Several aortic pressures have been proposed as surrogates for LVESP in an attempt to simplify the clinical assessment of *E*_{a} and *E*_{es}. To the best of our knowledge, our study is the first to critically evaluate these pressure surrogates in a significant number of subjects (*n* = 66) and over a wide pressure range. Mean pressure, notch pressure, mean ejection pressure, and the (2SAP + DAP)/3 formula significantly underestimated LVESP, the bias being higher in hypertensive patients than in normotensive subjects in all cases. Conversely, 0.9SAP gave a reliable estimate of LVESP whatever the prevailing aortic pressure. The 0.9SAP formula has been previously shown to give an accurate estimate of LVESP in four young normotensive and six older hypertensive subjects studied at rest and after preload reduction and pharmacological interventions (19). Given that the subjects in the present study were free of aortic stenosis and hypertrophic cardiomyopathy, our finding is also in keeping with previous results showing that *1*) peak LV pressure is usually achieved close to the volume point of minimal LV volume (11, 37); *2*) peak LV pressure and LVESP are close in magnitude, although they occur at different points in time (17, 31); and *3*) LV peak systolic pressure can be used instead of LVESP to calculate LV *E*_{es} with reasonably good accuracy (20, 26).

The main clinical implication is that 0.9SAP may provide the most accurate estimate of LVESP, and this may improve the noninvasive calculation of *E*_{a} and *E*_{es} by using aplanation tonometry. Conversely, other empirical LVESP estimates must not be used, especially in hypertensive patients. Importantly, the 0.9SAP approximation applies strictly to central pressure recordings and not to brachial artery pressure, given the physiological increases in systolic pressure observed from the aorta to periphery (pulse wave amplification phenomenon) (27).
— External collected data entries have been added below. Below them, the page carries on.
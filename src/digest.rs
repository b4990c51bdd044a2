//! Deterministic identity and embedding text for a scene.
//!
//! The vector-index key depends only on `(chapter_index, scene_index)`, so a
//! re-synchronized scene overwrites its previous vector. Two different records
//! placed at the same position share one key; the later one wins.

use serde::{Deserialize, Serialize};
use sha2::{Digest as _, Sha256};

use crate::config::DigestConfig;
use crate::models::SceneRecord;

/// Value of `content_kind` for scene plot vectors.
pub const CONTENT_KIND_PLOT: &str = "plot_text";

/// Vector-index key for a scene position.
///
/// ```rust
/// use scene_sync::digest::external_id;
/// assert_eq!(external_id(2, 5), "plot-ch2-5");
/// ```
pub fn external_id(chapter_index: u32, scene_index: u32) -> String {
    format!("plot-ch{}-{}", chapter_index, scene_index)
}

/// Labels placed before the location and mood lines of a digest.
#[derive(Debug, Clone, PartialEq, Eq)]
pub struct DigestFormat {
    pub location_label: String,
    pub mood_label: String,
}

impl Default for DigestFormat {
    fn default() -> Self {
        Self {
            location_label: "location".to_string(),
            mood_label: "mood".to_string(),
        }
    }
}

impl From<&DigestConfig> for DigestFormat {
    fn from(config: &DigestConfig) -> Self {
        Self {
            location_label: config.location_label.clone(),
            mood_label: config.mood_label.clone(),
        }
    }
}

impl DigestFormat {
    /// `plot_text\n{location_label}: location\n{mood_label}: mood`
    pub fn build(&self, plot_text: &str, location: &str, mood: &str) -> String {
        format!(
            "{}\n{}: {}\n{}: {}",
            plot_text, self.location_label, location, self.mood_label, mood
        )
    }

    pub fn for_record(&self, record: &SceneRecord) -> String {
        self.build(&record.plot_text, &record.location, &record.mood)
    }
}

/// Digest with the default `location` / `mood` labels.
pub fn build_digest(plot_text: &str, location: &str, mood: &str) -> String {
    DigestFormat::default().build(plot_text, location, mood)
}

/// Hex SHA-256 of a digest, stored next to local index entries.
pub fn digest_hash(digest: &str) -> String {
    let mut hasher = Sha256::new();
    hasher.update(digest.as_bytes());
    format!("{:x}", hasher.finalize())
}

/// Metadata stored with every scene vector.
#[derive(Debug, Clone, PartialEq, Serialize, Deserialize)]
pub struct IndexMetadata {
    pub external_id: String,
    pub chapter_index: u32,
    pub scene_index: u32,
    pub chapter_title: String,
    pub digest: String,
    pub related_characters: Vec<String>,
    pub related_context_ids: Vec<String>,
    pub content_kind: String,
    pub embedding_model: String,
}

/// A dirty record reduced to what the synchronizer sends out.
#[derive(Debug, Clone, PartialEq)]
pub struct PreparedScene {
    pub record_id: String,
    pub revision: i64,
    pub external_id: String,
    pub digest: String,
    pub chapter_index: u32,
    pub scene_index: u32,
    pub chapter_title: String,
    pub related_characters: Vec<String>,
    pub related_context_ids: Vec<String>,
}

impl PreparedScene {
    pub fn from_record(record: &SceneRecord, format: &DigestFormat) -> Self {
        Self {
            record_id: record.id.clone(),
            revision: record.revision,
            external_id: external_id(record.chapter_index, record.scene_index),
            digest: format.for_record(record),
            chapter_index: record.chapter_index,
            scene_index: record.scene_index,
            chapter_title: record.chapter_title.clone(),
            related_characters: record.related_characters.clone(),
            related_context_ids: record.related_context_ids.clone(),
        }
    }

    pub fn metadata(&self, embedding_model: &str) -> IndexMetadata {
        IndexMetadata {
            external_id: self.external_id.clone(),
            chapter_index: self.chapter_index,
            scene_index: self.scene_index,
            chapter_title: self.chapter_title.clone(),
            digest: self.digest.clone(),
            related_characters: self.related_characters.clone(),
            related_context_ids: self.related_context_ids.clone(),
            content_kind: CONTENT_KIND_PLOT.to_string(),
            embedding_model: embedding_model.to_string(),
        }
    }
}

#[cfg(test)]
mod tests {
    use super::*;

    fn record(plot: &str) -> SceneRecord {
        SceneRecord {
            id: "rec-1".into(),
            chapter_index: 0,
            chapter_title: String::new(),
            scene_index: 7,
            plot_text: plot.into(),
            location: "駅".into(),
            mood: "不安/夜明け前".into(),
            related_characters: vec!["c1".into()],
            related_context_ids: vec![],
            needs_indexing: true,
            revision: 1,
            created_at: 0,
            updated_at: 0,
        }
    }

    #[test]
    fn external_id_is_positional() {
        assert_eq!(external_id(2, 5), "plot-ch2-5");
        assert_eq!(external_id(2, 5), external_id(2, 5));
        assert_eq!(external_id(0, 0), "plot-ch0-0");
        assert_ne!(external_id(1, 23), external_id(12, 3));
    }

    #[test]
    fn digest_exact_format() {
        assert_eq!(
            build_digest("猫が鳴いた", "庭", "切ない"),
            "猫が鳴いた\nlocation: 庭\nmood: 切ない"
        );
    }

    #[test]
    fn digest_with_custom_labels() {
        let format = DigestFormat {
            location_label: "場所".into(),
            mood_label: "雰囲気".into(),
        };
        assert_eq!(
            format.build("猫が鳴いた", "庭", "切ない"),
            "猫が鳴いた\n場所: 庭\n雰囲気: 切ない"
        );
    }

    #[test]
    fn empty_plot_still_has_location_and_mood_lines() {
        let prepared = PreparedScene::from_record(&record(""), &DigestFormat::default());
        assert_eq!(prepared.digest, "\nlocation: 駅\nmood: 不安/夜明け前");
        assert_eq!(prepared.external_id, "plot-ch0-7");
    }

    #[test]
    fn digest_uses_stored_mood_text_unchanged() {
        let mut legacy = record("猫");
        legacy.location = "庭".into();
        legacy.mood = "切ない//雨".into();
        let prepared = PreparedScene::from_record(&legacy, &DigestFormat::default());
        assert_eq!(prepared.digest, "猫\nlocation: 庭\nmood: 切ない//雨");
        assert_eq!(prepared.metadata("m").digest, prepared.digest);
    }

    #[test]
    fn metadata_carries_empty_title_and_kind() {
        let prepared = PreparedScene::from_record(&record("x"), &DigestFormat::default());
        let meta = prepared.metadata("text-embedding-3-small");
        assert_eq!(meta.chapter_title, "");
        assert_eq!(meta.content_kind, "plot_text");
        assert_eq!(meta.external_id, "plot-ch0-7");
        assert_eq!(meta.embedding_model, "text-embedding-3-small");
    }

    #[test]
    fn digest_hash_is_stable() {
        assert_eq!(digest_hash("a"), digest_hash("a"));
        assert_ne!(digest_hash("a"), digest_hash("b"));
        assert_eq!(digest_hash("").len(), 64);
    }
}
The limitations of our study must be discussed. Although some authors have suggested that the SV-to-PP ratio overestimates *C* (for a review, see Ref. 5), we (5) have recently reported that the bias between the SV-to-PP ratio and *C* (calculated using the so-called area method) was 0.03 ± 0.15 ml/mmHg in 31 subjects. In the present study, *R, C*, and *E*_{a} were calculated using widely used, standard formulas, in which the influences of downstream (zero flow) pressure were not taken into account. Further studies are needed to test the potential effects of changes in downstream pressure on the relationship among *R, C*, and *E*_{a}. For an invasive, high-fidelity pressure study, the number of normotensive and hypertensive subjects was likely to be sufficient to justify the conclusions drawn from the data. Finally, the results pertain strictly to the population under study, and data were obtained at rest. Improving our understanding of resting hemodynamics is an important goal of clinical research, because hypertension is a risk factor for increased morbidity and mortality (23). Further studies are needed to confirm our study in dynamic conditions and after pharmacological interventions.

In conclusion, in normotensive subjects and hypertensive patients, *E*_{a} can be precisely described by a multilinear function of *R*/*T* and 1/*C*. The sensitivity of *E*_{a} to a change in *R*/*T* was 2.5 times higher than to a similar change in 1/*C*. This confirms previous theoretical modeling and gives a valuable representation of the function of the arterial circulation as a mechanical load. Furthermore, the most accurate estimate of LVESP was 0.9SAP. This implies that a complementary aspect of the ventriculoarterial coupling might be proposed, in which *E*_{a} is proportional to the HR × SAP product-over-cardiac index ratio whatever the prevailing aortic pressure.